Sunday 21 January 2007

1 way the iPhone is better than the Nokia N800 (and than anything else out there)

I just came across the article "10 ways the Nokia N800 is better than Apple's iPhone" and I'm surprised with the ingeniuty of the author. He just completely misses the point. Don't get me wrong, I like the Nokia N800 and is very likely I will buy one very soon. But there is just a single way iPhone is better than the N800 and anything else out there: usability.

just consider this excerpt from a review of the iPhone "You could call iPhone perfect":

"The touch-interface works flawlessly, in terms of both technical function and user interface design. Whatever you want to do -- select an album to play, make or take a call, compose and send an e-mail -- your first impulse is almost always the correct one. It is the simpler phone ever. And there are no lags, no pauses, no waiting for the slickly animated UI to catch up with you, even when you're scrolling through a stack of album art that's flopping past your finger in 3D: It's liquid." (bolds are mine)

This is simpler device ever, indeed. That is. No matter the open/close software discussion. No matter pricing. It is . . . just elegant, functional, simple. You WANT to use it. Even non geeks and technology illiterates want to use it.

You can call it perfect.

Convergent devices for convergent life styles

I've been lately investing a lot of time looking for a single device that satisfies my digital needs. That is, that allows me to both generate and consume digital content in a convenient way. This basically includes a multimedia player (music and video), camera and video recording, Internet access for both rich content access (say, youtube videos), convenient creation of digital content (write to a blog, upload a photo) and some tools to help me get organized.

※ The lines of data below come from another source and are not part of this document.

// tests/link_flow_tests.rs

//! リンク発行の冪等性とクリック集計のシナリオテスト
//!
//! ストアはSeaORMのモックで代替し、発行されたステートメントから
//! 書き込みの回数と対象を検証する

mod common;

use std::sync::Arc;

use affiliate_backend::api::dto::link_dto::GenerateLinkRequest;
use affiliate_backend::domain::user_model::UserRole;
use affiliate_backend::domain::{campaign_model, tracking_link_model};
use affiliate_backend::middleware::auth::AuthenticatedUser;
use affiliate_backend::repository::activity_log_repository::ActivityLogRepository;
use affiliate_backend::repository::campaign_repository::CampaignRepository;
use affiliate_backend::repository::influencer_repository::InfluencerRepository;
use affiliate_backend::repository::link_clicks_daily_repository::LinkClicksDailyRepository;
use affiliate_backend::repository::tracking_link_repository::TrackingLinkRepository;
use affiliate_backend::repository::user_repository::UserRepository;
use affiliate_backend::service::link_service::LinkService;
use affiliate_backend::utils::jwt::{AccessTokenClaims, JwtManager};
use chrono::Utc;
use sea_orm::{DatabaseBackend, DatabaseConnection, MockDatabase, MockExecResult};

fn link_service(db: DatabaseConnection) -> LinkService {
    LinkService::new(
        db.clone(),
        Arc::new(CampaignRepository::new(db.clone())),
        Arc::new(TrackingLinkRepository::new(db.clone())),
        Arc::new(LinkClicksDailyRepository::new(db.clone())),
        Arc::new(ActivityLogRepository::new(db.clone())),
        Arc::new(UserRepository::new(db.clone())),
        Arc::new(InfluencerRepository::new(db)),
        Arc::new(JwtManager::new("link-flow-test-secret")),
        "http://localhost:5173".to_string(),
    )
}

fn admin() -> AuthenticatedUser {
    AuthenticatedUser::new(
        1,
        UserRole::Admin,
        AccessTokenClaims {
            sub: "1".to_string(),
            role: "admin".to_string(),
            purpose: None,
            iat: 0,
            exp: i64::MAX,
            jti: "test".to_string(),
        },
    )
}

fn campaign() -> campaign_model::Model {
    campaign_model::Model {
        id: 3,
        company_id: Some(5),
        name: "Summer Fashion 2024".to_string(),
        brief: None,
        brand_commission_rate: None,
        influencer_commission_rate: None,
        other_costs_rate: None,
        start_date: Utc::now(),
        end_date: None,
        branding_image: None,
        mlink_id: None,
        source: "mlink".to_string(),
        source_payload_json: None,
        last_synced_at: None,
        created_at: Utc::now(),
    }
}

fn link(token: &str) -> tracking_link_model::Model {
    tracking_link_model::Model {
        id: 10,
        influencer_id: Some(7),
        campaign_id: Some(3),
        company_id: Some(5),
        influencer_name: Some("jane_doe".to_string()),
        token: token.to_string(),
        generated_url: format!("http://localhost:5173/track?token={}", token),
        landing_url: Some("https://ibb.co/tTRQrDfj".to_string()),
        status: "active".to_string(),
        source: "local".to_string(),
        mlink_id: None,
        mlink_url: None,
        click_count: 0,
        created_at: Utc::now(),
    }
}

fn request() -> GenerateLinkRequest {
    serde_json::from_value(serde_json::json!({
        "influencerID": "7",
        "influencerName": "jane_doe",
        "campaignID": 3
    }))
    .unwrap()
}

/// 同一引数での2回目の発行は同じURLを返し、アクティビティログも
/// リンクも追加で書かれない
#[tokio::test]
async fn test_generate_link_twice_is_idempotent() {
    common::init_test_env();

    let issued = link("issued-token");
    let activity = affiliate_backend::domain::activity_log_model::Model {
        id: 1,
        company_id: 5,
        activity_type: "Link generated".to_string(),
        label: "jane_doe".to_string(),
        timestamp: Utc::now(),
    };

    let db = MockDatabase::new(DatabaseBackend::Postgres)
        // 1回目: キャンペーン、既存なし、INSERT、アクティビティログ
        .append_query_results([vec![campaign()]])
        .append_query_results([Vec::<tracking_link_model::Model>::new()])
        .append_query_results([vec![issued.clone()]])
        .append_query_results([vec![activity]])
        // 2回目: キャンペーン、既存リンクにヒット
        .append_query_results([vec![campaign()]])
        .append_query_results([vec![issued]])
        .into_connection();

    let service = link_service(db.clone());

    let first = service.generate_link(&admin(), request()).await.unwrap();
    let second = service.generate_link(&admin(), request()).await.unwrap();

    assert!(first.is_success);
    assert!(second.is_success);
    assert_eq!(
        first.data.unwrap().url,
        second.data.unwrap().url,
        "issuing twice must return the same URL"
    );
    assert_eq!(
        second.message.as_deref(),
        Some("Tracking link already exists.")
    );

    let statements = format!("{:?}", db.into_transaction_log());
    // リンクとログのINSERTは1回目の1度きり
    assert_eq!(statements.matches("INSERT").count(), 2);
    assert_eq!(statements.matches("activity_log").count(), 1);
}

/// 同日に3回クリックすると、集約カウンタの更新と日次ロールアップの
/// upsert がそれぞれ3回ずつ発行される
#[tokio::test]
async fn test_three_clicks_update_both_counters_three_times() {
    common::init_test_env();

    let db = MockDatabase::new(DatabaseBackend::Postgres)
        .append_query_results([vec![link("t")]])
        .append_query_results([vec![link("t")]])
        .append_query_results([vec![link("t")]])
        .append_exec_results([
            MockExecResult { last_insert_id: 0, rows_affected: 1 },
            MockExecResult { last_insert_id: 1, rows_affected: 1 },
            MockExecResult { last_insert_id: 0, rows_affected: 1 },
            MockExecResult { last_insert_id: 1, rows_affected: 1 },
            MockExecResult { last_insert_id: 0, rows_affected: 1 },
            MockExecResult { last_insert_id: 1, rows_affected: 1 },
        ])
        .into_connection();

    let service = link_service(db.clone());

    for _ in 0..3 {
        let envelope = service.track_click("t").await.unwrap();
        assert!(envelope.is_success);
    }

    let statements = format!("{:?}", db.into_transaction_log());
    // 日次ロールアップへの insert-or-increment が3回
    assert_eq!(statements.matches("link_clicks_daily").count(), 3);
    assert_eq!(statements.matches("ON CONFLICT").count(), 3);
}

I have considered a lot of platforms, including:
  • Sony PSP (yes, i know it is a game console, but...)
  • GP2X, a less known game console GP2X which is Linux based and completely open to development (with a much announced successor, the GXP that will rock, if ever delivered)
  • PepperPad a web pad or companion device that is basically aimed to access Internet content.
  • Nokia N95 multimedia phone
  • Nokia N800 Internet tablet
  • Multitude of pda/phones
After this research on the diverse convergent devices out there, I came to some conclusions about the true problems about this devices and most are not technical problems.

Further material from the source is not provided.